GADTs: variants with type-level information

Functional Programming with OCaml

GADTs: variants with type-level information

Module 8 · Lecture 4

KC Sivaramakrishnan
IIT Madras

This lecture switches gears entirely from the monad story. So far in Module 8 we have been about sequencing computations; now we turn to a more advanced type-system feature called generalized algebraic data types, almost always abbreviated GADTs. They are the second half of the OCaml toolkit needed for typed embedded languages, and they show up in serious OCaml code whenever you want the compiler to do more work for you.

Ordinary variants say "this value is one of a finite set of cases". GADTs add: "and each case can have a different type index". The practical consequence is that the compiler can prove things at compile time that an ordinary variant would have to check at runtime. Wrong combinations become type errors, not crashes.

The idea is in some ways simple; the notation is unusual; the type theory is involved. We keep it light and lean on worked examples.

This lecture: GADTs

Module 8 shifts gears: from sequencing (monads) to a more advanced type-system feature.
Generalized algebraic data types (GADTs).
- Ordinary variants: "value is one of a finite set of cases".
- GADTs add: "and each case can have a different type index".
Practical consequence: wrong combinations become type errors, not runtime crashes.
Idea is simple; notation is unusual; type theory is involved.
- We keep the theory light and focus on worked examples; more substantial use cases follow next lecture.

Ordinary variant: same parameter for all constructors

To set the contrast, an ordinary parameterised variant:

Ordinary variant: same parameter for all constructors

type 'a tree = | Leaf | Node of 'a tree * 'a * 'a tree

'a is the same for every constructor.
Every value of 'a tree has the same 'a.
The compiler does not distinguish "tree of int" from "tree of string" except by tracking 'a.

Here 'a tree is uniformly indexed: every Leaf and every Node inside an 'a tree value uses the same 'a. If 'a = int, then the Node values carry ints; if 'a = string, they carry strings. The constructors do not choose their own type index; they share whatever the surrounding type says.

That is fine for most data structures. A list of ints, a tree of strings, a record of options: in all these the parameter is fixed by the outside. But sometimes the constructors need to choose their own indices independently. That is the case GADTs handle.

The GADT form

Look at this expression-AST type:

GADT: constructors with specific indices

type _ expr = | Int_lit : int -> int expr | Bool_lit : bool -> bool expr | Add : int expr * int expr -> int expr | If : bool expr * 'a expr * 'a expr -> 'a expr

Reading the constructors:

Int_lit : int -> int expr: takes an int, produces an int expr.
Bool_lit : bool -> bool expr: takes a bool, produces a bool expr.
Add : int expr * int expr -> int expr: requires two int exprs.
If : bool expr * 'a expr * 'a expr -> 'a expr: condition is bool expr; the two branches share an 'a.

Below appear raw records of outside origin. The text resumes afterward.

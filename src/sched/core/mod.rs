//! Núcleo do escalonador
//!
//! - `cpu`: estado por núcleo
//! - `runqueue`: filas por classe de prioridade
//! - `lock`: seção crítica global e o estado que ela protege
//! - `scheduler`: o loop (tick, yield, seleção, troca)
//! - `switch`: `exit` em duas fases e liberação de threads mortas
//! - `idle`: bring-up do núcleo e thread idle
//! - `debug`: listagem e snapshots para diagnóstico

pub mod cpu;
pub mod debug;
pub mod idle;
pub mod lock;
pub mod runqueue;
pub mod scheduler;
pub mod switch;

use alloc::sync::Arc;
use core::sync::atomic::{AtomicU64, Ordering};

use self::cpu::CoreLocal;
use self::lock::{SchedLock, SchedState};
use crate::arch::traits::Platform;
use crate::core::debug::fatal;
use crate::core::smp::{CpuMask, PerCpu};
use crate::core::time::Jiffies;
use crate::sched::config::SchedConfig;
use crate::sched::task::handle::ThreadHandle;
use crate::sys::error::{KError, KResult};
use crate::sys::types::Pid;

/// Quem está chamando a API: thread atual do núcleo e seu processo.
#[derive(Debug, Clone, Copy, PartialEq, Eq)]
pub(crate) struct Caller {
    pub slot: Option<u32>,
    pub pid: Pid,
}

/// Escalonador multi-core.
///
/// Uma instância por kernel (ver `sched::init`). Todo estado compartilhado
/// fica atrás de `lock`; o estado por núcleo em `cpus`.
pub struct Scheduler {
    pub(crate) platform: Arc<dyn Platform>,
    pub(crate) config: SchedConfig,
    pub(crate) lock: SchedLock,
    pub(crate) cpus: PerCpu<CoreLocal>,
    online: AtomicU64,
    pub(crate) jiffies: Jiffies,
}

impl Scheduler {
    /// Cria o escalonador com o processo do kernel. Nenhum núcleo está
    /// online até `bring_up_cpu`.
    pub fn new(platform: Arc<dyn Platform>, config: SchedConfig) -> Self {
        crate::kinfo!("(Sched) Inicializando escalonador, hz=", config.hz);
        Self {
            platform,
            config,
            lock: SchedLock::new(SchedState::new(config.max_threads)),
            cpus: PerCpu::new_with(CoreLocal::new),
            online: AtomicU64::new(0),
            jiffies: Jiffies::new(),
        }
    }

    pub fn config(&self) -> &SchedConfig {
        &self.config
    }

    pub fn platform(&self) -> &dyn Platform {
        &*self.platform
    }

    /// Ticks desde o boot.
    pub fn jiffies(&self) -> u64 {
        self.jiffies.get()
    }

    /// Núcleos que já passaram pelo bring-up.
    pub fn online_mask(&self) -> CpuMask {
        CpuMask::from_bits(self.online.load(Ordering::Acquire))
    }

    pub(crate) fn mark_online(&self, cpu: &CoreLocal) {
        self.online
            .fetch_or(CpuMask::single(cpu.id).bits(), Ordering::AcqRel);
    }

    /// Estado do núcleo que está executando o chamador.
    pub(crate) fn this_core(&self) -> &CoreLocal {
        let id = self.platform.current_cpu();
        match self.cpus.get(id) {
            Some(c) => c,
            None => fatal(self.platform.as_cpu(), "(SMP) CPU fora do limite", Some(id as u64)),
        }
    }

    pub(crate) fn core(&self, id: crate::core::smp::CpuId) -> Option<&CoreLocal> {
        self.cpus.get(id)
    }

    /// Thread e processo do chamador. Antes do bring-up o chamador é o
    /// fluxo de boot, atribuído ao kernel.
    pub(crate) fn caller(&self, st: &SchedState, cpu: &CoreLocal) -> Caller {
        if !cpu.is_online() {
            return Caller {
                slot: None,
                pid: Pid::KERNEL,
            };
        }
        let slot = cpu.current();
        match st.threads.get(slot) {
            Some(t) => Caller {
                slot: Some(slot),
                pid: t.owner,
            },
            None => Caller {
                slot: None,
                pid: Pid::KERNEL,
            },
        }
    }

    /// Registra o erro no `last_error` da thread chamadora.
    pub(crate) fn note_error<T>(st: &mut SchedState, cpu: &CoreLocal, r: KResult<T>) -> KResult<T> {
        if let Err(e) = &r {
            if cpu.is_online() {
                if let Some(t) = st.threads.get_mut(cpu.current()) {
                    t.last_error = Some(*e);
                }
            }
        }
        r
    }

    /// Como `note_error`, para operações que já soltaram o lock.
    pub(crate) fn record<T>(&self, cpu: &CoreLocal, r: KResult<T>) -> KResult<T> {
        if r.is_err() && cpu.is_online() {
            let mut st = self.lock.enter(cpu, self.platform.as_cpu());
            return Self::note_error(&mut st, cpu, r);
        }
        r
    }

    /// Falha com `e`, registrando-o no chamador.
    pub(crate) fn record_error<T>(&self, e: KError) -> KResult<T> {
        self.record(self.this_core(), Err(e))
    }

    /// Valida um handle: registro ainda existe e pertence ao processo do
    /// chamador (ou o chamador é o kernel).
    pub(crate) fn resolve_handle(
        &self,
        st: &SchedState,
        cpu: &CoreLocal,
        handle: &ThreadHandle,
    ) -> KResult<u32> {
        let slot = st
            .threads
            .resolve(handle.thread_ref())
            .ok_or(KError::InvalidHandle)?;
        let caller = self.caller(st, cpu).pid;
        if caller != Pid::KERNEL && caller != handle.opener() {
            return Err(KError::InvalidHandle);
        }
        Ok(slot)
    }

    /// Processo dono da thread de `handle`.
    pub fn thread_owner(&self, handle: &ThreadHandle) -> KResult<Pid> {
        let cpu = self.this_core();
        let st = self.lock.enter(cpu, self.platform.as_cpu());
        let slot = self.resolve_handle(&st, cpu, handle)?;
        st.threads
            .get(slot)
            .map(|t| t.owner)
            .ok_or(KError::InvalidHandle)
    }
}
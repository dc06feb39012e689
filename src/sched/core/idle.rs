//! Bring-up de núcleo e thread idle
//!
//! Cada núcleo tem uma thread idle própria: prioridade IDLE, cota ilimitada,
//! fora das filas de execução, sempre vinculada ao seu núcleo. Ela nunca
//! morre e não pode ser aberta nem terminada.
//!
//! O fluxo de boot do núcleo se torna a idle: o registro é criado sem pilha
//! e o contexto é preenchido na primeira troca.

use super::Scheduler;
use crate::core::smp::CpuMask;
use crate::mm::stack::normalize_stack_size;
use crate::sched::task::context::CpuContext;
use crate::sched::task::entity::Thread;
use crate::sched::task::state::{Priority, ThreadStatus};
use crate::sys::error::{KError, KResult};
use crate::sys::types::Pid;

impl Scheduler {
    /// Ativa o núcleo chamador. O chamador passa a ser a thread idle dele.
    pub fn bring_up_cpu(&self, hw_id: u32) -> KResult<()> {
        let cpu = self.this_core();
        if cpu.is_online() {
            return Err(KError::AlreadyExists);
        }

        let temp_size = normalize_stack_size(self.config.temp_stack_size, self.config.temp_stack_size);
        let temp = self
            .platform
            .allocate_stack(temp_size)
            .ok_or(KError::OutOfMemory)?;

        let mut st = self.lock.enter(cpu, self.platform.as_cpu());
        let tid = st.alloc_tid();
        let mut idle = Thread::new(
            tid,
            Pid::KERNEL,
            Priority::Idle,
            CpuContext::new(),
            None,
            CpuMask::single(cpu.id),
        );
        idle.is_idle = true;
        idle.bound_cpu = Some(cpu.id);
        idle.status = ThreadStatus::CAN_RUN | ThreadStatus::RUNNING;

        let Some(r) = st.threads.insert(idle) else {
            drop(st);
            self.platform.free_stack(temp);
            return Err(KError::OutOfMemory);
        };
        let st = &mut *st;
        if let Some(k) = st.processes.get_mut(Pid::KERNEL) {
            k.threads.push_back(&mut st.threads.proc_links, r.slot);
        }
        let ctx = match st.threads.get_mut(r.slot) {
            Some(t) => t.context_ptr(),
            None => return Err(KError::OutOfMemory),
        };

        cpu.bring_online(hw_id, r.slot, ctx, temp);
        self.mark_online(cpu);

        crate::kinfo!("(SMP) Nucleo online, cpu=", cpu.id);
        crate::kdebug!("(SMP) Thread idle tid=", tid.0);
        Ok(())
    }

    /// Corpo da thread idle: espera interrupções para sempre.
    pub fn idle_loop(&self) -> ! {
        let ops = self.platform.as_cpu();
        loop {
            ops.enable_interrupts();
            ops.halt();
        }
    }
}
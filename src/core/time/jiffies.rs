//! Arquivo: core/time/jiffies.rs
//!
//! Propósito: Jiffies (Contador de ticks do sistema).
//! "Jiffies" é o termo histórico (do Linux) para ticks de relógio.
//! Base dos prazos de `sleep` e dos timeouts de bloqueio.
//!
//! Detalhes de Implementação:
//! - Usa AtomicU64 para ser thread-safe e lock-free.
//! - Incrementado apenas pelo tick do timer do BSP, para que N núcleos não
//!   acelerem o relógio N vezes.
//! - Cada instância do escalonador possui o seu contador.

use core::sync::atomic::{AtomicU64, Ordering};

/// Contador de ticks desde o boot.
#[derive(Debug, Default)]
pub struct Jiffies {
    ticks: AtomicU64,
}

impl Jiffies {
    pub const fn new() -> Self {
        Self {
            ticks: AtomicU64::new(0),
        }
    }

    /// Retorna o número atual de jiffies.
    #[inline]
    pub fn get(&self) -> u64 {
        self.ticks.load(Ordering::Relaxed)
    }

    /// Incrementa o contador e retorna o novo valor.
    /// Deve ser chamado APENAS pelo handler de interrupção do timer.
    #[inline]
    pub fn inc(&self) -> u64 {
        self.ticks.fetch_add(1, Ordering::Relaxed) + 1
    }

    /// Avança o relógio por `n` ticks (relógio simulado, testes).
    pub fn advance(&self, n: u64) -> u64 {
        self.ticks.fetch_add(n, Ordering::Relaxed) + n
    }
}

/// Converte milisegundos para jiffies, arredondando para cima.
///
/// Um `sleep` nunca deve acordar antes do prazo pedido; qualquer valor
/// positivo resulta em pelo menos um tick. Satura em vez de transbordar.
#[inline]
pub const fn millis_to_jiffies(millis: u64, hz: u64) -> u64 {
    millis.saturating_mul(hz).saturating_add(999) / 1000
}

/// Converte jiffies para milisegundos (truncado).
#[inline]
pub const fn jiffies_to_millis(ticks: u64, hz: u64) -> u64 {
    if hz == 0 {
        0
    } else {
        ticks.saturating_mul(1000) / hz
    }
}
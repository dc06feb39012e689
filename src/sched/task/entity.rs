//! Thread Control Block

use alloc::boxed::Box;

use super::accounting::Accounting;
use super::context::CpuContext;
use super::predicate::BlockPredicate;
use super::state::{Priority, ThreadStatus, WakeReason};
use crate::core::object::RefCount;
use crate::core::smp::{CpuId, CpuMask};
use crate::mm::stack::StackRegion;
use crate::sys::error::KError;
use crate::sys::types::{Pid, Tid};

/// Thread Control Block
///
/// Vive na arena `ThreadTable` e é alterado somente sob o lock do
/// escalonador. Os enlaces de fila ficam em arrays paralelos da tabela.
pub struct Thread {
    /// ID único
    pub tid: Tid,
    /// Processo dono
    pub owner: Pid,
    /// Máscara de status
    pub status: ThreadStatus,
    /// Classe de prioridade (e cota)
    pub priority: Priority,
    /// Seleções recebidas na rodada atual da classe
    pub time_slice: u32,
    /// Contexto de CPU salvo (em Box para ter endereço estável)
    pub context: Box<CpuContext>,
    /// Pilha de kernel; `None` para threads idle e após a liberação
    pub stack: Option<StackRegion>,
    /// Núcleos que podem rodar a thread agora
    pub affinity: CpuMask,
    /// Afinidade pedida na criação, restaurada a cada preempção
    pub original_affinity: CpuMask,
    /// Relógio do escalonador na última preempção (justiça dentro da classe)
    pub last_preempted: u64,
    /// Predicado de bloqueio (presente apenas com BLOCKED)
    pub block: Option<Box<dyn BlockPredicate>>,
    /// Prazo (jiffies) do bloqueio atual
    pub wake_time: Option<u64>,
    /// Motivo do último despertar
    pub wake_reason: Option<WakeReason>,
    pub exit_code: u32,
    /// Último erro de uma operação de ciclo de vida feita POR esta thread
    pub last_error: Option<KError>,
    /// Handles abertos
    pub refs: RefCount,
    /// Núcleo cujo contexto ainda pertence a esta thread (rodando ou salvando)
    pub bound_cpu: Option<CpuId>,
    /// Thread idle de um núcleo: nunca entra em fila nem pode ser aberta
    pub is_idle: bool,
    pub user_mode: bool,
    /// Handler de sinal aguardando o contexto ficar livre
    pub pending_signal: Option<u64>,
    pub accounting: Accounting,
}

impl Thread {
    pub fn new(
        tid: Tid,
        owner: Pid,
        priority: Priority,
        context: CpuContext,
        stack: Option<StackRegion>,
        affinity: CpuMask,
    ) -> Self {
        Self {
            tid,
            owner,
            status: ThreadStatus::CAN_RUN,
            priority,
            time_slice: 0,
            context: Box::new(context),
            stack,
            affinity,
            original_affinity: affinity,
            last_preempted: 0,
            block: None,
            wake_time: None,
            wake_reason: None,
            exit_code: 0,
            last_error: None,
            refs: RefCount::new(0),
            bound_cpu: None,
            is_idle: false,
            user_mode: context.is_user(),
            pending_signal: None,
            accounting: Accounting::new(),
        }
    }

    /// Pode ser escolhida pelo núcleo `cpu` agora?
    pub fn is_selectable_on(&self, cpu: CpuId) -> bool {
        self.status.is_eligible()
            && self.affinity.contains(cpu)
            && self.bound_cpu.map_or(true, |c| c == cpu)
            && self.pending_signal.is_none()
    }

    /// Ainda tem fatias nesta rodada da classe.
    #[inline]
    pub fn has_quota(&self) -> bool {
        self.is_idle || self.time_slice < self.priority.quota()
    }

    #[inline]
    pub fn context_ptr(&mut self) -> *mut CpuContext {
        &mut *self.context as *mut CpuContext
    }
}
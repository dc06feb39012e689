//! Threads
//!
//! - `state`: máscara de status, prioridades, motivo de despertar
//! - `context`: registradores salvos e contexto inicial
//! - `entity`: o registro de thread
//! - `table`: arena de registros endereçada por índice + geração
//! - `handle`: referência contada entregue aos chamadores
//! - `predicate`: condições de bloqueio avaliadas a cada varredura
//! - `accounting`: estatísticas de escalonamento
//! - `lifecycle`: API de ciclo de vida (create, pause, terminate, ...)

pub mod accounting;
pub mod context;
pub mod entity;
pub mod handle;
pub mod lifecycle;
pub mod predicate;
pub mod state;
pub mod table;

pub use crate::sys::Tid;
pub use entity::Thread;
pub use handle::ThreadHandle;
pub use lifecycle::ThreadParams;
pub use predicate::{BlockPredicate, PredicateContext, SleepUntil, WaitForThreads};
pub use state::{Priority, ThreadStatus, WakeReason};
pub use table::{ThreadRef, ThreadTable};
//! Arquivo: core/object/refcount.rs
//!
//! Propósito: Contagem de referências para objetos do núcleo.
//! Conta os handles abertos para um registro de thread: o registro só é
//! recuperado quando está morto E a contagem chega a zero.
//!
//! Detalhes de Implementação:
//! - Usa `AtomicUsize`, com semântica Acquire/Release no decremento.
//! - Decremento abaixo de zero é recusado (`dec` retorna `None`) em vez de
//!   dar a volta no contador.

use core::sync::atomic::{AtomicUsize, Ordering};

/// Contador de referências atômico
#[derive(Debug)]
pub struct RefCount {
    count: AtomicUsize,
}

impl RefCount {
    /// Cria um novo contador com valor inicial
    pub const fn new(initial: usize) -> Self {
        Self {
            count: AtomicUsize::new(initial),
        }
    }

    /// Incrementa o contador de referências.
    /// Retorna o valor ANTERIOR.
    #[inline]
    pub fn inc(&self) -> usize {
        self.count.fetch_add(1, Ordering::Relaxed)
    }

    /// Decrementa o contador de referências.
    ///
    /// Retorna o valor NOVO, ou `None` se já estava em zero.
    #[inline]
    pub fn dec(&self) -> Option<usize> {
        let prev = self
            .count
            .fetch_update(Ordering::Release, Ordering::Relaxed, |c| c.checked_sub(1))
            .ok()?;

        if prev == 1 {
            core::sync::atomic::fence(Ordering::Acquire);
        }
        Some(prev - 1)
    }

    /// Retorna o valor atual.
    #[inline]
    pub fn get(&self) -> usize {
        self.count.load(Ordering::Relaxed)
    }
}

#[cfg(test)]
mod tests {
    use super::*;

    #[test]
    fn dec_stops_at_zero() {
        let rc = RefCount::new(1);
        assert_eq!(rc.inc(), 1);
        assert_eq!(rc.dec(), Some(1));
        assert_eq!(rc.dec(), Some(0));
        assert_eq!(rc.dec(), None);
        assert_eq!(rc.get(), 0);
    }
}
//! Anvil - Núcleo de Escalonamento do Redstone OS.
//!
//! Ponto central de exportação dos módulos do escalonador.
//! Escalonador preemptivo multi-core com quatro classes de prioridade,
//! ciclo de vida de threads por handles e contêineres de processo.
//!
//! O hardware é acessado somente pelos traits de `arch::traits`; o kernel
//! hospedeiro fornece a implementação concreta (`Platform`).

#![cfg_attr(not(test), no_std)]

// Habilitar alocação dinâmica (necessário para Vec/Box/Arc)
extern crate alloc;

// --- Módulos de Baixo Nível (Hardware) ---
pub mod arch; // HAL (CpuOps, MemoryOps)

// --- Módulos Centrais ---
pub mod core; // Logging, Debug, SMP, Tempo, Objetos
pub mod klib; // Utilitários Internos (Listas, Framework de Testes)
pub mod mm; // Arena de Stacks
pub mod sync; // Primitivas de Sincronização (Mutex)
pub mod sys; // Definições de Sistema (Erros, Tipos)

// --- Subsistemas ---
pub mod sched; // Scheduler, Threads e Processos
pub mod syscall; // Interface com Userspace

pub use crate::sched::{Scheduler, ThreadHandle, ThreadParams};
pub use crate::sys::error::{KError, KResult};

/// Executa as suites de auto-teste (sync e scheduler) no boot.
///
/// Retorna `true` se nenhum caso falhou.
#[cfg(any(feature = "self_test", test))]
pub fn run_self_tests() -> bool {
    let sync = crate::sync::test::run_sync_tests();
    let sched = crate::sched::test::run_sched_tests();
    if sync.failed + sched.failed == 0 {
        crate::kok!("(Test) Auto-testes concluidos");
        true
    } else {
        crate::kfail!("(Test) Auto-testes com falhas");
        false
    }
}
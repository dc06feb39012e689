//! Predicados de bloqueio
//!
//! Uma thread bloqueada guarda um predicado que o escalonador avalia a cada
//! varredura (passo 4 do loop). Não existem filas de espera por condição: o
//! custo é O(threads bloqueadas) por tick e a latência de despertar é de até
//! um tick, em troca de nenhuma referência pendurada em filas de espera.
//!
//! O predicado roda DENTRO da seção crítica do escalonador, com a thread
//! marcada `IN_BLOCK_CALLBACK`: não pode chamar a API de threads.

use alloc::vec::Vec;

use super::state::ThreadStatus;
use super::table::{ThreadRef, ThreadTable};
use crate::sys::types::Tid;

/// Visão somente-leitura entregue ao predicado.
pub struct PredicateContext<'a> {
    threads: &'a ThreadTable,
    now: u64,
    tid: Tid,
    wake_time: Option<u64>,
}

impl<'a> PredicateContext<'a> {
    pub(crate) fn new(threads: &'a ThreadTable, now: u64, tid: Tid, wake_time: Option<u64>) -> Self {
        Self {
            threads,
            now,
            tid,
            wake_time,
        }
    }

    /// Jiffies atuais.
    pub fn now(&self) -> u64 {
        self.now
    }

    /// Thread bloqueada que está sendo avaliada.
    pub fn tid(&self) -> Tid {
        self.tid
    }

    pub fn wake_time(&self) -> Option<u64> {
        self.wake_time
    }

    /// Status de outra thread; `None` se o registro já foi recuperado.
    pub fn thread_status(&self, r: ThreadRef) -> Option<ThreadStatus> {
        let slot = self.threads.resolve(r)?;
        self.threads.get(slot).map(|t| t.status)
    }

    /// Registro recuperado conta como morto (só se recupera após a morte).
    pub fn is_dead(&self, r: ThreadRef) -> bool {
        self.thread_status(r).map_or(true, |s| s.is_dead())
    }
}

/// Condição arbitrária que libera uma thread bloqueada.
pub trait BlockPredicate: Send {
    /// `true` libera a thread.
    fn poll(&mut self, ctx: &PredicateContext<'_>) -> bool;
}

impl<F> BlockPredicate for F
where
    F: FnMut(&PredicateContext<'_>) -> bool + Send,
{
    fn poll(&mut self, ctx: &PredicateContext<'_>) -> bool {
        self(ctx)
    }
}

/// Satisfeito quando todas as threads alvo estão mortas (`wait_for`).
pub struct WaitForThreads {
    targets: Vec<ThreadRef>,
}

impl WaitForThreads {
    pub fn new(targets: Vec<ThreadRef>) -> Self {
        Self { targets }
    }
}

impl BlockPredicate for WaitForThreads {
    fn poll(&mut self, ctx: &PredicateContext<'_>) -> bool {
        self.targets.iter().all(|&t| ctx.is_dead(t))
    }
}

/// Satisfeito quando o relógio alcança o prazo (`sleep`).
pub struct SleepUntil {
    deadline: u64,
}

impl SleepUntil {
    pub const fn new(deadline: u64) -> Self {
        Self { deadline }
    }
}

impl BlockPredicate for SleepUntil {
    fn poll(&mut self, ctx: &PredicateContext<'_>) -> bool {
        ctx.now() >= self.deadline
    }
}

#[cfg(test)]
mod tests {
    use super::*;
    use crate::core::smp::CpuMask;
    use crate::sched::task::context::CpuContext;
    use crate::sched::task::entity::Thread;
    use crate::sched::task::state::Priority;
    use crate::sys::types::Pid;

    fn table_with(n: u32) -> (ThreadTable, Vec<ThreadRef>) {
        let mut t = ThreadTable::new(16);
        let refs = (1..=n)
            .map(|i| {
                t.insert(Thread::new(
                    Tid(i),
                    Pid::KERNEL,
                    Priority::Low,
                    CpuContext::new(),
                    None,
                    CpuMask::single(0),
                ))
                .unwrap()
            })
            .collect();
        (t, refs)
    }

    #[test]
    fn wait_for_requires_every_target_dead() {
        let (mut table, refs) = table_with(2);
        let mut p = WaitForThreads::new(refs.clone());

        assert!(!p.poll(&PredicateContext::new(&table, 0, Tid(9), None)));
        table.get_mut(refs[0].slot).unwrap().status = ThreadStatus::DEAD;
        assert!(!p.poll(&PredicateContext::new(&table, 0, Tid(9), None)));
        table.remove(refs[1].slot);
        assert!(p.poll(&PredicateContext::new(&table, 0, Tid(9), None)));
    }

    #[test]
    fn sleep_until_and_closures() {
        let (table, _) = table_with(0);
        let mut s = SleepUntil::new(10);
        assert!(!s.poll(&PredicateContext::new(&table, 9, Tid(1), None)));
        assert!(s.poll(&PredicateContext::new(&table, 10, Tid(1), None)));

        let mut calls = 0u32;
        let mut f = move |_: &PredicateContext<'_>| {
            calls += 1;
            calls == 2
        };
        let ctx = PredicateContext::new(&table, 0, Tid(1), None);
        assert!(!BlockPredicate::poll(&mut f, &ctx));
        assert!(BlockPredicate::poll(&mut f, &ctx));
    }
}
//! System Definitions (ABI).
//!
//! Tipos e códigos de erro que definem a interface entre o escalonador e o
//! resto do sistema.

pub mod error;
pub mod types;

pub use error::{Errno, KError, KResult};
pub use types::{Pid, Tid};
//! # Códigos de Erro
//!
//! Dois níveis:
//! - `KError`: erros estruturados do escalonador e das primitivas de
//!   sincronização, usados internamente e pela API de threads.
//! - `Errno`: códigos POSIX devolvidos negativos em RAX pelas syscalls.
//!
//! Todo `KError` tem um `Errno` correspondente (`KError::to_errno`).

use core::fmt;

#[repr(i32)]
#[derive(Debug, Clone, Copy, PartialEq, Eq)]
pub enum Errno {
    Success = 0,
    EPERM = 1,      // Operation not permitted
    ENOENT = 2,     // No such file or directory
    ESRCH = 3,      // No such process
    EBADF = 9,      // Bad file number
    ENOMEM = 12,    // Out of memory
    EBUSY = 16,     // Device or resource busy
    EEXIST = 17,    // File exists
    EINVAL = 22,    // Invalid argument
    ENOSYS = 38,    // Function not implemented
    ETIMEDOUT = 110, // Connection timed out
}

impl Errno {
    pub fn as_usize(self) -> usize {
        self as usize
    }

    pub fn as_isize(self) -> isize {
        -(self as i32) as isize
    }
}

/// Erros do escalonador e da API de threads
#[derive(Debug, Clone, Copy, PartialEq, Eq)]
pub enum KError {
    /// Handle não aberto, já fechado, com geração antiga ou de outro processo
    InvalidHandle,
    /// Prioridade desconhecida, máscara de afinidade sem núcleos online, etc
    InvalidParameter,
    /// A thread já terminou (ou ainda não terminou, para consulta do código de saída)
    ThreadDied,
    /// Operação proibida para o chamador
    AccessDenied,
    /// Sem memória para registro, pilha ou espaço de endereçamento
    OutOfMemory,
    /// Nenhuma thread ou processo com o id pedido
    NoSuchObject,
    /// Mutex ocupado em aquisição não-bloqueante
    MutexLocked,
    /// Prazo esgotado (mutex ou bloqueio com timeout)
    Timeout,
    /// Handle de usuário já aberto
    AlreadyExists,
}

impl KError {
    pub fn as_str(&self) -> &'static str {
        match self {
            KError::InvalidHandle => "Handle inválido",
            KError::InvalidParameter => "Parâmetro inválido",
            KError::ThreadDied => "Estado terminal da thread incompatível com a operação",
            KError::AccessDenied => "Acesso negado",
            KError::OutOfMemory => "Sem memória",
            KError::NoSuchObject => "Objeto inexistente",
            KError::MutexLocked => "Mutex ocupado",
            KError::Timeout => "Tempo esgotado",
            KError::AlreadyExists => "Handle já aberto",
        }
    }

    pub fn to_errno(self) -> Errno {
        match self {
            KError::InvalidHandle => Errno::EBADF,
            KError::InvalidParameter => Errno::EINVAL,
            KError::ThreadDied => Errno::ESRCH,
            KError::AccessDenied => Errno::EPERM,
            KError::OutOfMemory => Errno::ENOMEM,
            KError::NoSuchObject => Errno::ENOENT,
            KError::MutexLocked => Errno::EBUSY,
            KError::Timeout => Errno::ETIMEDOUT,
            KError::AlreadyExists => Errno::EEXIST,
        }
    }
}

impl fmt::Display for KError {
    fn fmt(&self, f: &mut fmt::Formatter<'_>) -> fmt::Result {
        f.write_str(self.as_str())
    }
}

impl From<KError> for Errno {
    fn from(e: KError) -> Self {
        e.to_errno()
    }
}

/// Result type para operações do escalonador
pub type KResult<T> = Result<T, KError>;

#[cfg(test)]
mod tests {
    use super::*;

    #[test]
    fn errno_is_negative_in_rax() {
        assert_eq!(Errno::EINVAL.as_isize(), -22);
        assert_eq!(KError::Timeout.to_errno().as_isize(), -110);
        assert_eq!(Errno::from(KError::InvalidHandle), Errno::EBADF);
    }

    #[test]
    fn display_uses_message() {
        use alloc::string::ToString;
        assert_eq!(KError::AccessDenied.to_string(), "Acesso negado");
    }
}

The _ in type _ expr is a placeholder; each constructor decides what fills it in.

The syntax Constructor : args -> result_type is unusual. Read it as an explicit type signature for the constructor: like a function signature, but for a data constructor. Ordinary variant constructors implicitly have a result type of "the type being defined, with the same parameters as the type header". GADT constructors say so explicitly, which lets them choose different result types.

Concretely:

Int_lit n is a value of type int expr. So Int_lit 3 : int expr.
Bool_lit b is a value of type bool expr. So Bool_lit true : bool expr.
Add (a, b) is a value of type int expr, and it can only be built if both a and b already have type int expr. You cannot pass an int expr and a bool expr to Add.
If (c, t, e) is a value of type 'a expr for some 'a, with the constraint that the condition is bool expr and the two branches share the same 'a. So an If returning int expr must have two int expr branches; an If returning bool expr must have two bool expr branches.

This is what we mean by "type-level information". The constructor not only tags the data; it pins down the type of the value, and the compiler uses that information at compile time.

What we get: type-safe construction

Compare what the compiler accepts and rejects:

What we get: type-safe construction

type _ expr = | Int_lit : int -> int expr | Bool_lit : bool -> bool expr | Add : int expr * int expr -> int expr | If : bool expr * 'a expr * 'a expr -> 'a expr let e1 : int expr = Add (Int_lit 1, Int_lit 2) let e2 : int expr = If (Bool_lit true, Int_lit 5, Int_lit 10)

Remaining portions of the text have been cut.